Generally, components use EventEmmiter objects to share data with each other. When you pass data into an Angular component with an @Input decorator, you are actually using an EventEmitter object. Although this solution is appropriate for the majority of situations, this is not always the case. Let's consider the following example:

Diagram of the data propagation using an EventEmitter

An emitter component fires an event when a certain situation happens using an EventEmitter object. The event is designed to be received by the two receivers. These two components are independent from each other and they are controlled by a router which means that only one of them is executed at once. However, we want both receivers to be able to process the latest version of the shared data sent by the emitter component. The problem here is that the emitter sends its data only once as soon as the trigger event is fired. Only the active receiver will receive the shared data.

Below is an interactive demo of this example:

A sidebar component (the emitter) contains a drop-down menu with different value choices. When a user selects one or more of these choices, the related values are sent to the currently displayed receiver (receiver 1 at start-up). The displayed receiver is nested inside a router component. Since only one of the components controlled by the router is executed at once, the drop-down menu's values are not propagated when the user decides to display the second receiver by clicking on the second tab. Consequently, the user's input selection is lost, even when going back and forth from receiver 1 to receiver 2.

Angular's sharing mechanisms rely on the ReactiveX library. The EventEmitter definition extends the ReactiveX library's Subject class:

class EventEmitter<T> extends Subject {
  ...
}

As a result, any of the varieties of Subject is suitable to be used instead of EventEmitter.

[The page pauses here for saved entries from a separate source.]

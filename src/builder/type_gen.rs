use super::{
    modifiers, AnnotationGenerator, CommentGenerator, ExpressionGenerator, FieldGenerator,
    MethodGenerator, RenderContext, SourceGenerator, TypeName,
};
use crate::decl::{Flags, TypeKind};
use crate::error::{Error, Result};
use crate::util::{is_identifier, qualify};
use genco::prelude::*;

#[derive(Debug, Clone)]
struct EnumConstant {
    name: String,
    arguments: Vec<ExpressionGenerator>,
}

/// Class, interface, enum or annotation type declaration
#[derive(Debug, Clone)]
pub struct TypeGenerator {
    kind: TypeKind,
    name: String,
    comment: Option<CommentGenerator>,
    annotations: Vec<AnnotationGenerator>,
    flags: Flags,
    type_parameters: Vec<(String, Vec<TypeName>)>,
    superclass: Option<TypeName>,
    interfaces: Vec<TypeName>,
    constants: Vec<EnumConstant>,
    fields: Vec<FieldGenerator>,
    methods: Vec<MethodGenerator>,
    nested: Vec<TypeGenerator>,
}

impl TypeGenerator {
    pub fn new(kind: TypeKind, name: impl Into<String>) -> Self {
        Self {
            kind,
            name: name.into(),
            comment: None,
            annotations: Vec::new(),
            flags: Flags::empty(),
            type_parameters: Vec::new(),
            superclass: None,
            interfaces: Vec::new(),
            constants: Vec::new(),
            fields: Vec::new(),
            methods: Vec::new(),
            nested: Vec::new(),
        }
    }

    pub fn class(name: impl Into<String>) -> Self {
        Self::new(TypeKind::Class, name)
    }

    pub fn interface(name: impl Into<String>) -> Self {
        Self::new(TypeKind::Interface, name)
    }

    pub fn enumeration(name: impl Into<String>) -> Self {
        Self::new(TypeKind::Enum, name)
    }

    pub fn annotation_type(name: impl Into<String>) -> Self {
        Self::new(TypeKind::Annotation, name)
    }

    pub fn name(&self) -> &str {
        &self.name
    }

    pub fn kind(&self) -> TypeKind {
        self.kind
    }

    pub fn is_public(&self) -> bool {
        self.flags.is_public()
    }

    pub fn comment(mut self, comment: CommentGenerator) -> Self {
        self.comment = Some(comment);
        self
    }

    pub fn annotation(mut self, annotation: AnnotationGenerator) -> Self {
        self.annotations.push(annotation);
        self
    }

    pub fn flags(mut self, flags: Flags) -> Self {
        self.flags = flags;
        self
    }

    pub fn type_parameter(mut self, name: impl Into<String>, bounds: Vec<TypeName>) -> Self {
        self.type_parameters.push((name.into(), bounds));
        self
    }

    pub fn superclass(mut self, type_name: TypeName) -> Self {
        self.superclass = Some(type_name);
        self
    }

    /// Implemented interface (extended, for interfaces)
    pub fn interface_type(mut self, type_name: TypeName) -> Self {
        self.interfaces.push(type_name);
        self
    }

    pub fn constant(self, name: impl Into<String>) -> Self {
        self.constant_with(name, Vec::new())
    }

    /// Enum constant with constructor arguments
    pub fn constant_with(mut self, name: impl Into<String>, arguments: Vec<ExpressionGenerator>) -> Self {
        self.constants.push(EnumConstant {
            name: name.into(),
            arguments,
        });
        self
    }

    pub fn field(mut self, field: FieldGenerator) -> Self {
        self.fields.push(field);
        self
    }

    pub fn method(mut self, method: MethodGenerator) -> Self {
        self.methods.push(method);
        self
    }

    pub fn nested(mut self, nested: TypeGenerator) -> Self {
        self.nested.push(nested);
        self
    }

    /// Qualified names of this type and every member type under `owner`
    /// (a package or an enclosing type)
    pub fn declared_names(&self, owner: &str) -> Vec<String> {
        let qualified = qualify(owner, &self.name);
        let mut names = vec![qualified.clone()];
        for nested in &self.nested {
            names.extend(nested.declared_names(&qualified));
        }
        names
    }

    fn header(&self, cx: &mut RenderContext<'_>) -> Result<String> {
        if !is_identifier(&self.name) {
            return Err(Error::Render(format!("invalid type name '{}'", self.name)));
        }
        let mut text = format!("{}{} {}", modifiers(self.flags), self.kind.keyword(), self.name);
        if !self.type_parameters.is_empty() {
            let mut params = Vec::with_capacity(self.type_parameters.len());
            for (name, bounds) in &self.type_parameters {
                let mut param = name.clone();
                for (i, bound) in bounds.iter().enumerate() {
                    param.push_str(if i == 0 { " extends " } else { " & " });
                    param.push_str(&cx.type_text(bound)?);
                }
                params.push(param);
            }
            text.push_str(&format!("<{}>", params.join(", ")));
        }
        if let Some(superclass) = &self.superclass {
            text.push_str(&format!(" extends {}", cx.type_text(superclass)?));
        }
        if !self.interfaces.is_empty() {
            let mut names = Vec::with_capacity(self.interfaces.len());
            for interface in &self.interfaces {
                names.push(cx.type_text(interface)?);
            }
            let keyword = match self.kind {
                TypeKind::Interface => "extends",
                _ => "implements",
            };
            text.push_str(&format!(" {} {}", keyword, names.join(", ")));
        }
        text.push_str(" {");
        Ok(text)
    }

    fn render_constants(&self, cx: &mut RenderContext<'_>, out: &mut java::Tokens) -> Result<()> {
        let more = !self.fields.is_empty() || !self.methods.is_empty() || !self.nested.is_empty();
        for (i, constant) in self.constants.iter().enumerate() {
            let mut line = constant.name.clone();
            if !constant.arguments.is_empty() {
                let mut args = Vec::with_capacity(constant.arguments.len());
                for arg in &constant.arguments {
                    args.push(arg.to_text(cx)?);
                }
                line.push_str(&format!("({})", args.join(", ")));
            }
            if i + 1 < self.constants.len() {
                line.push(',');
            } else if more {
                line.push(';');
            }
            out.push();
            out.append(line);
        }
        Ok(())
    }
}

impl SourceGenerator for TypeGenerator {
    fn render(&self, cx: &mut RenderContext<'_>, out: &mut java::Tokens) -> Result<()> {
        if let Some(comment) = &self.comment {
            comment.render(cx, out)?;
        }
        for annotation in &self.annotations {
            annotation.render(cx, out)?;
        }
        let header = self.header(cx)?;
        out.push();
        out.append(header);
        out.indent();

        // blank line between member groups and between methods or member types
        let mut first = true;
        let mut separate = |out: &mut java::Tokens| {
            if !first {
                out.line();
            }
            first = false;
        };
        if !self.constants.is_empty() {
            separate(out);
            self.render_constants(cx, out)?;
        }
        if !self.fields.is_empty() {
            separate(out);
            for field in &self.fields {
                field.render(cx, out)?;
            }
        }
        for method in &self.methods {
            separate(out);
            method.render(cx, out)?;
        }
        for nested in &self.nested {
            separate(out);
            nested.render(cx, out)?;
        }

        out.unindent();
        out.push();
        out.append("}");
        out.push();
        Ok(())
    }
}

For the present use case, a ReplaySubject object with a buffer size of 1 seems to be a good solution to solve the issue previously described. That way, the latest version of the shared data sent by the emitter will be sent again each time a new receiver will subscribe to its data stream:

Diagram of the data propagation using a ReplaySubject

See the result for yourself:

As you can see, the communication topology is not the only thing to think about when designing the software architecture of your Angular application. Take the time to read about the different Subject classes from the ReactiveX library before implementing your own homemade solution.